Sciences : « Les grandes orientations doivent être données par les citoyens »

Biologiste retraité des laboratoires, Jacques Testart s’est d’abord fait connaître en participant aux recherches sur la fécondation in vitro qui a permis la naissance du premier « bébé éprouvette » en 1982, avant de se faire critique de sciences. À travers une vingtaine d’ouvrages, il dénonce depuis 20 ans les dérives de ces recherches et des sciences en général, et milite pour une démocratisation du secteur scientifique.

 

D’où est venu votre intérêt pour les liens entre sciences et société ?

C’est un cheminement de 30 ans, émaillé d’expériences et de déceptions. Je suis devenu chercheur en 1964, je travaillais sur la multiplication de vaches de haute qualité laitière, par le biais de transplantations d’embryons. En les transférant dans plusieurs vaches, l’objectif était d’obtenir plusieurs petits d’une même vache performante chaque année. Les premiers veaux issus de ces recherches sont nés en 1972. Dans le même temps, les éleveurs bovins connaissaient une grave crise en raison de la surproduction de lait et il y avait même des primes à l’abattage. J’ai réalisé alors le hiatus entre ce programme de recherche et le bien commun. Cela m’a amené à réfléchir au rôle de la science pour la société, à ce qu’elle pouvait apporter aux citoyens. J’ai changé de métier et je suis allé travailler à l’hôpital sur la fécondation in vitro humaine, où j’ai très vite réagi aux dérives : la course à l’argent, le rapport infernal aux médias, les actions aventureuses, etc. On touchait là à l’humain, et pourtant, je me suis vite aperçu qu’il n’y avait pas plus d’éthique qu’avec les vaches. J’ai été déçu car je pensais jusque-là que les sciences étaient ce qui allait sauver le monde. J’ai pris conscience que, comme la plupart de mes collègues, je faisais de la technologie et non de la science, cette dernière consistant à apporter des connaissances sur le monde. J’étais complètement dégouté et j’ai commencé à alerter l’opinion publique sur ces questions. En 2002, j’ai rencontré d’autres chercheurs conscients et on a créé l’association pour une Fondation des sciences citoyennes.

 

Depuis quand les sciences sont-elles devenues un sujet d’inquiétude et de débat ?

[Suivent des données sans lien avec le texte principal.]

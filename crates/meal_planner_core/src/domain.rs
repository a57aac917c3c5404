//! crates/meal_planner_core/src/domain.rs
//!
//! Defines the pure, core data structures for the meal planner.
//! These structs are independent of any database or serialization format.

use chrono::{DateTime, NaiveDate, Utc};
use std::collections::BTreeMap;
use std::fmt;
use std::str::FromStr;
use uuid::Uuid;

//=========================================================================================
// Meals and Dishes
//=========================================================================================

/// The slot of the day a meal was eaten in.
#[derive(Debug, Clone, Copy, PartialEq, Eq, Hash, PartialOrd, Ord)]
pub enum MealType {
    Breakfast,
    Lunch,
    Dinner,
    Snack,
}

impl MealType {
    pub const ALL: [MealType; 4] = [
        MealType::Breakfast,
        MealType::Lunch,
        MealType::Dinner,
        MealType::Snack,
    ];

    pub fn as_str(&self) -> &'static str {
        match self {
            MealType::Breakfast => "breakfast",
            MealType::Lunch => "lunch",
            MealType::Dinner => "dinner",
            MealType::Snack => "snack",
        }
    }
}

impl fmt::Display for MealType {
    fn fmt(&self, f: &mut fmt::Formatter<'_>) -> fmt::Result {
        f.write_str(self.as_str())
    }
}

#[derive(Debug, Clone, PartialEq, Eq, thiserror::Error)]
#[error("Unknown meal type: '{0}'")]
pub struct UnknownMealType(pub String);

impl FromStr for MealType {
    type Err = UnknownMealType;

    fn from_str(s: &str) -> Result<Self, Self::Err> {
        MealType::ALL
            .into_iter()
            .find(|t| t.as_str() == s)
            .ok_or_else(|| UnknownMealType(s.to_string()))
    }
}

/// Per-dish nutrient amounts. Grams, except sodium in milligrams.
#[derive(Debug, Clone, Copy, Default, PartialEq, Eq)]
pub struct Nutrition {
    pub protein: i32,
    pub carbs: i32,
    pub fat: i32,
    pub fiber: i32,
    pub sugar: i32,
    pub sodium: i32,
}

/// A catalog dish as it looked at the time of the query.
#[derive(Debug, Clone, PartialEq)]
pub struct DishSnapshot {
    pub id: Uuid,
    pub name: String,
    pub cuisine: String,
    pub calories: i32,
    pub nutrition: Nutrition,
    pub ingredients: Vec<String>,
    /// Minutes.
    pub prep_time: i32,
    pub difficulty: String,
    pub image: String,
}

/// A persisted meal. It only references its dish by id.
#[derive(Debug, Clone, PartialEq)]
pub struct MealEntry {
    pub id: Uuid,
    pub date: DateTime<Utc>,
    pub meal_type: MealType,
    pub dish_id: Uuid,
    pub notes: String,
    /// 0 means "not rated".
    pub rating: u8,
}

/// A meal entry with its dish resolved at read time.
#[derive(Debug, Clone, PartialEq)]
pub struct MealRecord {
    pub meal_id: Uuid,
    pub date: DateTime<Utc>,
    pub meal_type: MealType,
    pub dish: DishSnapshot,
    pub notes: String,
    pub rating: u8,
}

impl MealRecord {
    /// The calendar day this meal is bucketed under.
    pub fn day(&self) -> NaiveDate {
        self.date.date_naive()
    }
}

/// Narrowing options for a catalog read.
#[derive(Debug, Clone, Default, PartialEq)]
pub struct DishFilter {
    pub cuisine: Option<String>,
    pub search: Option<String>,
}

//=========================================================================================
// Nutrition Goals
//=========================================================================================

/// A user's daily targets as stored. `None` means the user never set the field.
#[derive(Debug, Clone, Copy, Default, PartialEq, Eq)]
pub struct NutritionGoals {
    pub daily_calories: Option<i32>,
    pub protein: Option<i32>,
    pub carbs: Option<i32>,
    pub fat: Option<i32>,
    pub fiber: Option<i32>,
    pub sodium: Option<i32>,
}

impl NutritionGoals {
    /// Builds goals from the zero-means-unset wire representation.
    pub fn from_zero_sentinel(
        daily_calories: i32,
        protein: i32,
        carbs: i32,
        fat: i32,
        fiber: i32,
        sodium: i32,
    ) -> Self {
        let set = |v: i32| (v > 0).then_some(v);
        Self {
            daily_calories: set(daily_calories),
            protein: set(protein),
            carbs: set(carbs),
            fat: set(fat),
            fiber: set(fiber),
            sodium: set(sodium),
        }
    }

    /// Fills every unset field from [`DailyTargets::DEFAULT`].
    pub fn resolve(&self) -> DailyTargets {
        let d = DailyTargets::DEFAULT;
        DailyTargets {
            daily_calories: self.daily_calories.unwrap_or(d.daily_calories),
            protein: self.protein.unwrap_or(d.protein),
            carbs: self.carbs.unwrap_or(d.carbs),
            fat: self.fat.unwrap_or(d.fat),
            fiber: self.fiber.unwrap_or(d.fiber),
            sodium: self.sodium.unwrap_or(d.sodium),
        }
    }
}

/// Concrete daily targets with no unset fields.
#[derive(Debug, Clone, Copy, PartialEq, Eq)]
pub struct DailyTargets {
    pub daily_calories: i32,
    pub protein: i32,
    pub carbs: i32,
    pub fat: i32,
    pub fiber: i32,
    pub sodium: i32,
}

impl DailyTargets {
    pub const DEFAULT: DailyTargets = DailyTargets {
        daily_calories: 2000,
        protein: 150,
        carbs: 250,
        fat: 65,
        fiber: 25,
        sodium: 2300,
    };
}

impl Default for DailyTargets {
    fn default() -> Self {
        Self::DEFAULT
    }
}

//=========================================================================================
// Analytics
//=========================================================================================

/// Derived per request, never persisted.
#[derive(Debug, Clone, PartialEq)]
pub struct AnalyticsResult {
    pub total_meals: usize,
    pub avg_calories_per_day: f64,
    pub meal_type_distribution: BTreeMap<String, usize>,
    pub cuisine_distribution: BTreeMap<String, usize>,
    pub top_dishes: Vec<DishPopularity>,
    pub nutrition_summary: NutritionAnalytics,
    /// One entry per day that has meals, oldest first.
    pub weekly_trend: Vec<DailyMealCount>,
    pub period: u32,
}

#[derive(Debug, Clone, PartialEq)]
pub struct DishPopularity {
    pub dish_id: Uuid,
    pub dish_name: String,
    pub count: usize,
    pub calories: i32,
    pub cuisine: String,
}

#[derive(Debug, Clone, Default, PartialEq)]
pub struct NutritionAnalytics {
    pub total_calories: i64,
    pub total_protein: i64,
    pub total_carbs: i64,
    pub total_fat: i64,
    pub total_fiber: i64,
    pub avg_calories: f64,
    pub avg_protein: f64,
    pub avg_carbs: f64,
    pub avg_fat: f64,
}

#[derive(Debug, Clone, PartialEq, Eq)]
pub struct DailyMealCount {
    pub date: NaiveDate,
    pub meal_count: usize,
    pub calories: i64,
}

//=========================================================================================
// Nutrition Progress
//=========================================================================================

#[derive(Debug, Clone, PartialEq)]
pub struct NutritionProgress {
    pub period: u32,
    /// One entry per day that has meals, oldest first.
    pub progress: Vec<DailyNutrition>,
    pub goals: DailyTargets,
    pub summary: ProgressSummary,
}

#[derive(Debug, Clone, Default, PartialEq, Eq)]
pub struct DailyNutrition {
    pub date: NaiveDate,
    pub calories: i64,
    pub protein: i64,
    pub carbs: i64,
    pub fat: i64,
    pub fiber: i64,
    pub sodium: i64,
    pub meal_count: usize,
}

#[derive(Debug, Clone, Default, PartialEq)]
pub struct ProgressSummary {
    pub avg_calories: f64,
    pub avg_protein: f64,
    pub avg_carbs: f64,
    pub avg_fat: f64,
    pub avg_fiber: f64,
    pub total_days: usize,
    pub calorie_goal_met: usize,
    pub protein_goal_met: usize,
    pub goal_percentage: f64,
}

//=========================================================================================
// Shopping List
//=========================================================================================

#[derive(Debug, Clone, PartialEq)]
pub struct ShoppingList {
    pub ingredients: Vec<IngredientItem>,
    pub total_items: usize,
    /// `"YYYY-MM-DD to YYYY-MM-DD"`, for display only.
    pub date_range: String,
}

#[derive(Debug, Clone, PartialEq, Eq)]
pub struct IngredientItem {
    pub name: String,
    pub quantity: String,
    pub category: IngredientCategory,
    /// Number of meals in the range that listed this ingredient.
    pub count: usize,
}

#[derive(Debug, Clone, Copy, PartialEq, Eq, Hash, PartialOrd, Ord)]
pub enum IngredientCategory {
    Grains,
    Vegetables,
    Protein,
    Dairy,
    Pantry,
    Others,
}

impl IngredientCategory {
    pub fn as_str(&self) -> &'static str {
        match self {
            IngredientCategory::Grains => "Grains",
            IngredientCategory::Vegetables => "Vegetables",
            IngredientCategory::Protein => "Protein",
            IngredientCategory::Dairy => "Dairy",
            IngredientCategory::Pantry => "Pantry",
            IngredientCategory::Others => "Others",
        }
    }
}

impl fmt::Display for IngredientCategory {
    fn fmt(&self, f: &mut fmt::Formatter<'_>) -> fmt::Result {
        f.write_str(self.as_str())
    }
}

//=========================================================================================
// Recommendations
//=========================================================================================

#[derive(Debug, Clone, PartialEq)]
pub struct Recommendations {
    pub recommendations: Vec<RecommendedDish>,
    pub reason: String,
}

#[derive(Debug, Clone, PartialEq)]
pub struct RecommendedDish {
    pub dish_id: Uuid,
    pub dish_name: String,
    pub cuisine: String,
    pub calories: i32,
    /// Always within `[0.0, 1.0]`.
    pub score: f64,
    pub reason: String,
    pub image: String,
    pub prep_time: i32,
    pub difficulty: String,
}

#[cfg(test)]
mod tests {
    use super::*;

    #[test]
    fn meal_type_parses_lowercase_names_only() {
        assert_eq!("dinner".parse::<MealType>(), Ok(MealType::Dinner));
        assert!("Dinner".parse::<MealType>().is_err());
        assert!("brunch".parse::<MealType>().is_err());
    }

    #[test]
    fn unset_goal_fields_take_defaults() {
        let goals = NutritionGoals {
            daily_calories: Some(1800),
            ..NutritionGoals::default()
        };
        let targets = goals.resolve();
        assert_eq!(targets.daily_calories, 1800);
        assert_eq!(targets.protein, 150);
        assert_eq!(targets.sodium, 2300);
    }

    #[test]
    fn zero_sentinel_means_unset() {
        let goals = NutritionGoals::from_zero_sentinel(0, 120, 0, 0, 30, 0);
        assert_eq!(goals.daily_calories, None);
        assert_eq!(goals.protein, Some(120));
        assert_eq!(goals.fiber, Some(30));
        assert_eq!(goals.resolve().daily_calories, 2000);
    }
}
//! crates/meal_planner_core/src/window.rs
//!
//! Whole-calendar-day ranges used to select meals.

use chrono::{DateTime, Days, NaiveDate, NaiveTime, Utc};

/// Days of history, before the target date, that feed recommendations.
pub const LOOKBACK_DAYS: u64 = 30;

/// An inclusive range of calendar days, `first` through `last`.
#[derive(Debug, Clone, Copy, PartialEq, Eq)]
pub struct DateWindow {
    pub first: NaiveDate,
    pub last: NaiveDate,
}

impl DateWindow {
    pub fn new(first: NaiveDate, last: NaiveDate) -> Self {
        Self { first, last }
    }

    /// The `period` calendar days ending with `today`. A zero period is read as one day.
    pub fn trailing(today: NaiveDate, period: u32) -> Self {
        let back = u64::from(period.max(1) - 1);
        Self {
            first: today.checked_sub_days(Days::new(back)).unwrap_or(NaiveDate::MIN),
            last: today,
        }
    }

    /// The recommendation lookback: `LOOKBACK_DAYS` before `date`, through `date`.
    pub fn lookback(date: NaiveDate) -> Self {
        Self {
            first: date
                .checked_sub_days(Days::new(LOOKBACK_DAYS))
                .unwrap_or(NaiveDate::MIN),
            last: date,
        }
    }

    /// Midnight at the start of `first`.
    pub fn start(&self) -> DateTime<Utc> {
        self.first.and_time(NaiveTime::MIN).and_utc()
    }

    /// The last representable instant of `last`.
    pub fn end(&self) -> DateTime<Utc> {
        let end_of_day =
            NaiveTime::from_hms_nano_opt(23, 59, 59, 999_999_999).unwrap_or(NaiveTime::MIN);
        self.last.and_time(end_of_day).and_utc()
    }

    pub fn contains(&self, instant: &DateTime<Utc>) -> bool {
        let day = instant.date_naive();
        self.first <= day && day <= self.last
    }
}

En général, on fait remonter cela à Hiroshima. Auparavant, il y avait bien sûr déjà des inquiétudes, mais plus ponctuelles. Par exemple lorsqu’on a installé le gaz à Paris au 19ème siècle, des gens ont eu peur des incendies, de la toxicité. Il y a toujours eu des technologies nouvelles, mais le problème aujourd’hui, c’est qu’il n’y en a pas une, mais plein qui font irruption et qui évoluent très rapidement. On n’a pas le temps de s’habituer ou de s’interroger sur leurs conséquences. Avec la bombe atomique, la science a montré qu’elle pouvait créer la mort et depuis les Trente Glorieuses, elle est devenue un bizness. Il y a aussi une confusion entre les sciences et les technosciences, qui sont le côté spectaculaire de la science, et qui sont financées par des entreprises dans une optique de profit. Les sciences disparaissent au profit des technosciences, avec des chercheurs qui ne travaillent pas pour la connaissance mais pour concevoir des produits d’innovation à commercialiser. Même si on parle toujours de sciences, on fait en fait de la technoscience dans tous les domaines, mis à part peut-être certains physiciens théoriciens et des mathématiciens.

 

Des voix s’élèvent pour dénoncer la course aux publications. En quoi ont-elles modifié le métier de chercheur ?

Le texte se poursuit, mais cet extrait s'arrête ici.